Dataset entries:
◇ ◇ ◇ ◇ ◇
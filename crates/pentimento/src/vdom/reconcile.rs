//! The diff-and-patch algorithm.
//!
//! Given the previous snapshot of a subtree and a freshly resolved one,
//! [`reconcile`] decides per node whether the new node may keep the old
//! node's place in the live tree or must replace it wholesale. The decision
//! is local: only a node's own tag, props, and text content gate replacement,
//! never its children. Siblings are walked pairwise by index; surplus new
//! children are appended after the running tail, left to right; surplus old
//! children are deliberately left attached (the source design never prunes a
//! shortened list, and downstream behavior relies on that).

use pentimento_tela::TreeSink;

use super::anchor::Anchor;
use super::node::VNode;
use crate::error::RenderError;

/// The compatibility test: may `new` keep `old`'s place in the live tree?
///
/// True iff the tags match, every prop of `new` is present with an equal
/// value on `old`, `old` has no surplus props, and text content matches.
/// Component boundaries are never compatible directly; the reconciler
/// flattens them through their snapshots before asking.
pub fn same_node(old: &VNode, new: &VNode) -> bool {
    match (old, new) {
        (VNode::Text(old), VNode::Text(new)) => old.content == new.content,
        (VNode::Element(old), VNode::Element(new)) => {
            old.tag == new.tag
                && old.props.len() <= new.props.len()
                && new
                    .props
                    .iter()
                    .all(|(name, value)| old.props.get(name) == Some(value))
        }
        _ => false,
    }
}

/// Patch the live tree so it shows `new` where `old` currently is.
///
/// Compatible nodes inherit the old anchor and recurse into children;
/// incompatible nodes are materialized fresh over the old anchor, discarding
/// the old subtree. Fails with [`RenderError::DetachedNode`] when the old
/// side was never attached.
pub fn reconcile(
    tree: &mut impl TreeSink,
    old: &VNode,
    new: &mut VNode,
) -> Result<(), RenderError> {
    // Flatten component boundaries: the new side renders and adopts the
    // result, the old side is read through its stored snapshot.
    if let VNode::Component(handle) = new {
        let handle = handle.clone();
        // A handle that survives into the new render (a child passed through
        // the component's scope) pairs against its own previous snapshot.
        // Re-render it in place; flattening both sides would borrow the same
        // runtime twice.
        if let VNode::Component(old_handle) = old {
            if handle.ptr_eq(old_handle) {
                return handle.update(tree);
            }
        }
        return handle.update_against(tree, old);
    }
    if let VNode::Component(handle) = old {
        let old_snapshot = handle.take_last().ok_or(RenderError::DetachedNode)?;
        return reconcile(tree, &old_snapshot, new);
    }

    if !same_node(old, new) {
        let anchor = old.anchor().ok_or(RenderError::DetachedNode)?;
        new.materialize(tree, anchor);
        return Ok(());
    }

    match (old, new) {
        (VNode::Text(old), VNode::Text(new)) => {
            // Same content by compatibility; just keep the location.
            new.host = old.host;
            new.anchor = old.anchor;
        }
        (VNode::Element(old), VNode::Element(new)) => {
            new.host = old.host;
            new.anchor = old.anchor;
            let host = old.host.ok_or(RenderError::DetachedNode)?;

            let mut tail: Option<Anchor> = None;
            for (index, new_child) in new.vchildren.iter_mut().enumerate() {
                match old.vchildren.get(index) {
                    Some(old_child) => reconcile(tree, old_child, new_child)?,
                    None => {
                        let slot = match tail {
                            Some(tail) => tail.after(),
                            None => Anchor::collapsed(host, 0),
                        };
                        new_child.materialize(tree, slot);
                    }
                }
                tail = new_child.anchor().or(tail);
            }
            // Old children past the new length stay attached: stale trailing
            // siblings are a documented limitation of this pass.
        }
        _ => unreachable!("components were flattened above"),
    }
    Ok(())
}

#[cfg(test)]
mod tests {
    use super::*;
    use crate::vdom::builder::{h, Child};
    use crate::vdom::mount::mount;
    use crate::vdom::node::resolve;
    use crate::vdom::props::Props;
    use pentimento_tela::{EventHandler, MemoryTree};

    fn element(tag: &str, props: Props) -> VNode {
        resolve(&h(tag, props, vec![]).unwrap())
    }

    fn text_node(content: &str) -> VNode {
        resolve(&crate::vdom::builder::text(content))
    }

    // =========================================================================
    // Compatibility predicate
    // =========================================================================

    #[test]
    fn same_node_equal_props() {
        let a = element("div", Props::new().attr("id", "x"));
        let b = element("div", Props::new().attr("id", "x"));
        assert!(same_node(&a, &b));
    }

    #[test]
    fn same_node_rejects_tag_mismatch() {
        let a = element("div", Props::new());
        let b = element("span", Props::new());
        assert!(!same_node(&a, &b));
    }

    #[test]
    fn same_node_rejects_value_mismatch() {
        let a = element("div", Props::new().attr("id", "x"));
        let b = element("div", Props::new().attr("id", "y"));
        assert!(!same_node(&a, &b));
    }

    #[test]
    fn same_node_rejects_surplus_old_props() {
        let a = element("div", Props::new().attr("id", "x").attr("class", "c"));
        let b = element("div", Props::new().attr("id", "x"));
        assert!(!same_node(&a, &b));
    }

    #[test]
    fn same_node_rejects_missing_old_prop() {
        let a = element("div", Props::new());
        let b = element("div", Props::new().attr("id", "x"));
        assert!(!same_node(&a, &b));
    }

    #[test]
    fn same_node_text_content() {
        assert!(same_node(&text_node("hi"), &text_node("hi")));
        assert!(!same_node(&text_node("hi"), &text_node("ho")));
        assert!(!same_node(&text_node("hi"), &element("div", Props::new())));
    }

    #[test]
    fn same_node_rejects_fresh_handlers() {
        let a = element("button", Props::new().on("click", || {}));
        let b = element("button", Props::new().on("click", || {}));
        assert!(!same_node(&a, &b));

        let shared = EventHandler::new(|| {});
        let a = element("button", Props::new().attr("click", shared.clone()));
        let b = element("button", Props::new().attr("click", shared));
        assert!(same_node(&a, &b));
    }

    // =========================================================================
    // Patch behavior
    // =========================================================================

    fn mounted(tree: &mut MemoryTree, children: Vec<Child>) -> (pentimento_tela::NodeId, VNode) {
        let body = tree.create_element("body");
        let node = h("div", Props::new(), children).unwrap();
        let snapshot = mount(tree, &node, body);
        (body, snapshot)
    }

    #[test]
    fn identical_reconcile_is_a_no_op() {
        let mut tree = MemoryTree::new();
        let (_, old) = mounted(
            &mut tree,
            vec!["hello".into(), h("span", Props::new(), vec![]).unwrap().into()],
        );

        let description = h(
            "div",
            Props::new(),
            vec!["hello".into(), h("span", Props::new(), vec![]).unwrap().into()],
        )
        .unwrap();
        let mut new = resolve(&description);

        let before = tree.mutations();
        reconcile(&mut tree, &old, &mut new).unwrap();
        assert_eq!(tree.mutations(), before);
        assert_eq!(new.anchor(), old.anchor());
        assert_eq!(new.host(), old.host());
    }

    #[test]
    fn appends_surplus_children_left_to_right() {
        let mut tree = MemoryTree::new();
        let (body, old) = mounted(&mut tree, vec!["a".into()]);

        let description = h(
            "div",
            Props::new(),
            vec!["a".into(), "b".into(), "c".into()],
        )
        .unwrap();
        let mut new = resolve(&description);
        reconcile(&mut tree, &old, &mut new).unwrap();

        assert_eq!(tree.to_string_tree(body), "<body><div>abc</div></body>");
        // The kept child still occupies its original host node.
        assert_eq!(new.vchildren()[0].host(), old.vchildren()[0].host());
    }

    #[test]
    fn appends_into_previously_childless_element() {
        let mut tree = MemoryTree::new();
        let (body, old) = mounted(&mut tree, vec![]);

        let description = h("div", Props::new(), vec!["a".into(), "b".into()]).unwrap();
        let mut new = resolve(&description);
        reconcile(&mut tree, &old, &mut new).unwrap();

        assert_eq!(tree.to_string_tree(body), "<body><div>ab</div></body>");
    }

    #[test]
    fn stale_trailing_children_stay_attached() {
        let mut tree = MemoryTree::new();
        let (body, old) = mounted(&mut tree, vec!["a".into(), "b".into(), "c".into()]);

        let description = h("div", Props::new(), vec!["a".into()]).unwrap();
        let mut new = resolve(&description);
        reconcile(&mut tree, &old, &mut new).unwrap();

        // Known limitation: the shortened list does not prune "b" and "c".
        assert_eq!(tree.to_string_tree(body), "<body><div>abc</div></body>");
    }

    #[test]
    fn text_change_replaces_at_same_slot() {
        let mut tree = MemoryTree::new();
        let (body, old) = mounted(&mut tree, vec!["before".into()]);
        let old_child = &old.vchildren()[0];
        let old_anchor = old_child.anchor().unwrap();

        let description = h("div", Props::new(), vec!["after".into()]).unwrap();
        let mut new = resolve(&description);
        reconcile(&mut tree, &old, &mut new).unwrap();

        assert_eq!(tree.to_string_tree(body), "<body><div>after</div></body>");
        let new_anchor = new.vchildren()[0].anchor().unwrap();
        assert_eq!(new_anchor.parent(), old_anchor.parent());
        assert_eq!(new_anchor.start(), old_anchor.start());
        assert_ne!(new.vchildren()[0].host(), old_child.host());
    }

    #[test]
    fn incompatible_root_replaces_whole_subtree() {
        let mut tree = MemoryTree::new();
        let (body, old) = mounted(&mut tree, vec!["a".into()]);

        let description = h("section", Props::new(), vec!["a".into()]).unwrap();
        let mut new = resolve(&description);
        reconcile(&mut tree, &old, &mut new).unwrap();

        assert_eq!(tree.to_string_tree(body), "<body><section>a</section></body>");
        assert!(!tree.contains(old.host().unwrap()));
    }

    #[test]
    fn detached_old_side_errors() {
        let mut tree = MemoryTree::new();
        let old = resolve(&h("div", Props::new(), vec![]).unwrap());
        let mut new = resolve(&h("span", Props::new(), vec![]).unwrap());
        let err = reconcile(&mut tree, &old, &mut new).unwrap_err();
        assert!(matches!(err, RenderError::DetachedNode));
    }
}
◇ ◇ ◇ ◇ ◇
#### [EXERCISE DESCRIPTION]
Line count for the word "DetachedNode": give the number of lines in the entries above that contain it, and nothing more.

#### [COMPLETED EXERCISE]
5